Die Karlsruher Forscher setzen dafür auf organische Solarzellen, die leicht, ungiftig, unabhängig von seltenen Rohstoffen sind und zudem preisgünstig sowie großflächig gedruckt werden können. Sie lassen sich zudem semitransparent herstellen, was neue Anwendungen ermöglicht.

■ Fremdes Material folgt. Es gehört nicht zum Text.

fn run_from_row(row: &rusqlite::Row<'_>) -> rusqlite::Result<Run> {
    fn conv<T, E>(idx: usize, res: std::result::Result<T, E>) -> rusqlite::Result<T>
    where
        E: Into<Box<dyn std::error::Error + Send + Sync>>,
    {
        res.map_err(|e| {
            rusqlite::Error::FromSqlConversionFailure(idx, rusqlite::types::Type::Text, e.into())
        })
    }

    let status_raw: String = row.get(5)?;
    let status = conv(
        5,
        RunStatus::normalize(&status_raw)
            .ok_or_else(|| format!("non-canonical status in store: {status_raw}")),
    )?;
    let start_time: String = row.get(11)?;
    let end_time: Option<String> = row.get(12)?;
    let metrics: Option<String> = row.get(13)?;
    let context: Option<String> = row.get(14)?;
    let api_posted: i64 = row.get(15)?;
    let api_posted_at: Option<String> = row.get(16)?;
    let created_at: String = row.get(18)?;
    let updated_at: String = row.get(19)?;

    Ok(Run {
        event_id: row.get(0)?,
        run_id: row.get(1)?,
        parent_run_id: row.get(2)?,
        agent_name: row.get(3)?,
        job_type: row.get(4)?,
        status,
        items_discovered: row.get(6)?,
        items_succeeded: row.get(7)?,
        items_failed: row.get(8)?,
        items_skipped: row.get(9)?,
        duration_secs: row.get(10)?,
        start_time: conv(11, parse_ts(&start_time))?,
        end_time: end_time.as_deref().map(parse_ts).transpose().map_err(|e| {
            rusqlite::Error::FromSqlConversionFailure(12, rusqlite::types::Type::Text, e)
        })?,
        metrics: metrics
            .as_deref()
            .map(serde_json::from_str)
            .transpose()
            .map_err(|e| {
                rusqlite::Error::FromSqlConversionFailure(
                    13,
                    rusqlite::types::Type::Text,
                    Box::new(e),
                )
            })?,
        context: context
            .as_deref()
            .map(serde_json::from_str)
            .transpose()
            .map_err(|e| {
                rusqlite::Error::FromSqlConversionFailure(
                    14,
                    rusqlite::types::Type::Text,
                    Box::new(e),
                )
            })?,
        api_posted: api_posted != 0,
        api_posted_at: api_posted_at.as_deref().map(parse_ts).transpose().map_err(
            |e| rusqlite::Error::FromSqlConversionFailure(16, rusqlite::types::Type::Text, e),
        )?,
        api_retry_count: row.get(17)?,
        created_at: conv(18, parse_ts(&created_at))?,
        updated_at: conv(19, parse_ts(&updated_at))?,
    })
}

#[cfg(test)]
mod tests {
    use super::*;
    use crate::model::LogPayload;
    use tempfile::tempdir;

    fn open_store(dir: &Path) -> RunStore {
        RunStore::open(dir.join("runs.db")).unwrap()
    }

    fn start_record(event_id: &str, run_id: &str, agent: &str, job: &str) -> LogRecord {
        LogRecord::new(
            event_id,
            run_id,
            LogPayload::Start {
                parent_run_id: None,
                agent_name: agent.to_string(),
                job_type: job.to_string(),
                start_time: Utc::now(),
                context: None,
            },
        )
    }

    fn end_record(event_id: &str, run_id: &str, status: RunStatus) -> LogRecord {
        LogRecord::new(
            event_id,
            run_id,
            LogPayload::End {
                patch: RunPatch {
                    status: Some(status),
                    end_time: Some(Utc::now()),
                    duration_secs: Some(2.5),
                    ..RunPatch::default()
                },
            },
        )
    }

    #[test]
    fn start_checkpoint_end_lifecycle() {
        let dir = tempdir().unwrap();
        let mut store = open_store(dir.path());

        store
            .apply_record(&start_record("ev-1", "r1", "scraper", "crawl"))
            .unwrap();
        store
            .apply_record(&LogRecord::new(
                "ev-1",
                "r1",
                LogPayload::Checkpoint {
                    patch: RunPatch {
                        items_discovered: Some(100),
                        items_succeeded: Some(40),
                        ..RunPatch::default()
                    },
                },
            ))
            .unwrap();
        store
            .apply_record(&end_record("ev-1", "r1", RunStatus::Success))
            .unwrap();

        let run = store.get_run("ev-1").unwrap().unwrap();
        assert_eq!(run.status, RunStatus::Success);
        assert_eq!(run.items_discovered, 100);
        assert_eq!(run.items_succeeded, 40);
        assert!(run.end_time.is_some());
        assert_eq!(store.event_count().unwrap(), 3);
    }

    #[test]
    fn replay_is_idempotent() {
        let dir = tempdir().unwrap();
        let mut store = open_store(dir.path());

        let start = start_record("ev-1", "r1", "a", "j");
        let end = end_record("ev-1", "r1", RunStatus::Partial);

        for _ in 0..3 {
            store.apply_record(&start).unwrap();
            store.apply_record(&end).unwrap();
        }

        let run = store.get_run("ev-1").unwrap().unwrap();
        assert_eq!(run.status, RunStatus::Partial);
        assert_eq!(store.run_count().unwrap(), 1);
        assert_eq!(store.event_count().unwrap(), 2);
    }

    #[test]
    fn duplicate_record_reports_already_applied() {
        let dir = tempdir().unwrap();
        let mut store = open_store(dir.path());
        let record = start_record("ev-1", "r1", "a", "j");
        assert!(store.apply_record(&record).unwrap());
        assert!(!store.apply_record(&record).unwrap());
    }

    #[test]
    fn duplicate_apply_leaves_the_row_byte_identical() {
        let dir = tempdir().unwrap();
        let mut store = open_store(dir.path());
        let record = start_record("ev-1", "r1", "a", "j");
        store.apply_record(&record).unwrap();
        let before = store.get_run("ev-1").unwrap().unwrap();

        std::thread::sleep(std::time::Duration::from_millis(5));
        assert!(!store.apply_record(&record).unwrap());
        let after = store.get_run("ev-1").unwrap().unwrap();
        assert_eq!(before, after);
        assert_eq!(before.updated_at, after.updated_at);
    }

    #[test]
    fn negative_counter_rejected_before_storage() {
        let dir = tempdir().unwrap();
        let mut store = open_store(dir.path());
        store
            .apply_record(&start_record("ev-1", "r1", "a", "j"))
            .unwrap();

        let bad = LogRecord::new(
            "ev-1",
            "r1",
            LogPayload::Checkpoint {
                patch: RunPatch {
                    items_failed: Some(-1),
                    ..RunPatch::default()
                },
            },
        );
        let err = store.apply_record(&bad).unwrap_err();
        assert!(err.to_string().contains("items_failed"));
        // The event row was not written either.
        assert_eq!(store.event_count().unwrap(), 1);
    }

    #[test]
    fn get_run_absent_is_none() {
        let dir = tempdir().unwrap();
        let store = open_store(dir.path());
        assert!(store.get_run("missing").unwrap().is_none());
    }

    #[test]
    fn query_multi_status_or_and_dimension_and() {
        let dir = tempdir().unwrap();
        let mut store = open_store(dir.path());

        store
            .apply_record(&start_record("ev-1", "r1", "scraper", "crawl"))
            .unwrap();
        store
            .apply_record(&end_record("ev-1", "r1", RunStatus::Success))
            .unwrap();
        store
            .apply_record(&start_record("ev-2", "r2", "scraper", "crawl"))
            .unwrap();
        store
            .apply_record(&end_record("ev-2", "r2", RunStatus::Failure))
            .unwrap();
        store
            .apply_record(&start_record("ev-3", "r3", "indexer", "crawl"))
            .unwrap();

        let filter = RunFilter {
            statuses: vec![RunStatus::Success, RunStatus::Failure],
            agent_name: Some("scraper".to_string()),
            ..RunFilter::default()
        };
        let runs = store.query(&filter).unwrap();
        assert_eq!(runs.len(), 2);
        assert!(runs.iter().all(|r| r.agent_name == "scraper"));

        let running_only = store
            .query(&RunFilter {
                statuses: vec![RunStatus::Running],
                ..RunFilter::default()
            })
            .unwrap();
        assert_eq!(running_only.len(), 1);
        assert_eq!(running_only[0].event_id, "ev-3");
    }

    #[test]
    fn query_limit_and_offset() {
        let dir = tempdir().unwrap();
        let mut store = open_store(dir.path());
        for i in 0..5 {
            store
                .apply_record(&start_record(&format!("ev-{i}"), &format!("r-{i}"), "a", "j"))
                .unwrap();
        }
        let page = store
            .query(&RunFilter {
                limit: Some(2),
                offset: Some(2),
                ..RunFilter::default()
            })
            .unwrap();
        assert_eq!(page.len(), 2);

        // Offset alone still paginates.
        let tail = store
            .query(&RunFilter {
                offset: Some(2),
                ..RunFilter::default()
            })
            .unwrap();
        assert_eq!(tail.len(), 3);

        let all = store.query(&RunFilter::default()).unwrap();
        assert_eq!(all[2..], tail[..]);
    }

    #[test]
    fn latest_run_for_lineage() {
        let dir = tempdir().unwrap();
        let mut store = open_store(dir.path());
        store
            .apply_record(&start_record("ev-old", "shared", "a", "j"))
            .unwrap();
        std::thread::sleep(std::time::Duration::from_millis(5));
        store
            .apply_record(&start_record("ev-new", "shared", "a", "j"))
            .unwrap();

        let latest = store.latest_run_for("shared").unwrap().unwrap();
        assert_eq!(latest.event_id, "ev-new");
    }

    #[test]
    fn delivery_helpers() {
        let dir = tempdir().unwrap();
        let mut store = open_store(dir.path());
        store
            .apply_record(&start_record("ev-1", "r1", "a", "j"))
            .unwrap();
        store
            .apply_record(&start_record("ev-2", "r2", "a", "j"))
            .unwrap();

        let unposted = store.unposted_runs(10, 10).unwrap();
        assert_eq!(unposted.len(), 2);

        store.mark_posted("ev-1", Utc::now()).unwrap();
        let unposted = store.unposted_runs(10, 10).unwrap();
        assert_eq!(unposted.len(), 1);
        assert_eq!(unposted[0].event_id, "ev-2");

        // Idempotent: re-marking keeps the first timestamp.
        let first = store.get_run("ev-1").unwrap().unwrap().api_posted_at;
        store.mark_posted("ev-1", Utc::now()).unwrap();
        assert_eq!(store.get_run("ev-1").unwrap().unwrap().api_posted_at, first);

        assert_eq!(store.bump_retry("ev-2").unwrap(), 1);
        assert_eq!(store.bump_retry("ev-2").unwrap(), 2);

        // Retry ceiling excludes the run from the scan.
        let capped = store.unposted_runs(10, 2).unwrap();
        assert!(capped.is_empty());
    }

    #[test]
    fn commit_records_attach_to_runs() {
        let dir = tempdir().unwrap();
        let mut store = open_store(dir.path());
        store
            .apply_record(&start_record("ev-1", "r1", "a", "j"))
            .unwrap();
        let commit = LogRecord::new(
            "ev-1",
            "r1",
            LogPayload::Commit {
                commit_hash: "abc123".to_string(),
                message: Some("ingest new feed".to_string()),
                author: Some("dev".to_string()),
            },
        );
        store.apply_record(&commit).unwrap();
        store.apply_record(&commit).unwrap();

        let commits = store.commits_for("ev-1").unwrap();
        assert_eq!(commits.len(), 1);
        assert_eq!(commits[0].commit_hash, "abc123");
    }

    #[test]
    fn migrations_record_versions() {
        let dir = tempdir().unwrap();
        let store = open_store(dir.path());
        let version: i64 = store
            .connection()
            .query_row("SELECT MAX(version) FROM schema_migrations", [], |r| r.get(0))
            .unwrap();
        assert_eq!(version, 1);

        // Reopening does not re-apply.
        drop(store);
        let store = open_store(dir.path());
        let count: i64 = store
            .connection()
            .query_row("SELECT COUNT(*) FROM schema_migrations", [], |r| r.get(0))
            .unwrap();
        assert_eq!(count, 1);
    }
}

Nach Ansicht des KIT wird der Nutzen von organischen Solarzellen bisher weit unterschätzt. „So ist auch der große Durchbruch auf dem Markt bislang ausgeblieben“, erklärte Christian Sprau vom Lichttechnischen Institut des KIT. „Mit neuen Materialkonzepten und neuesten organischen Halbleitern gelingt es heute immer besser, die Absorptionseigenschaften organischer Solarzellen präzise zu steuern und einen hohen anwendungsspezifischen Wirkungsgrad zu erzielen“, erklärte er mit Blick auf das Forschungsprojekt weiter. Dadurch werde etwa hocheffiziente Photovoltaik auf Glasfronten denkbar, die nicht weiter ins Auge fällt.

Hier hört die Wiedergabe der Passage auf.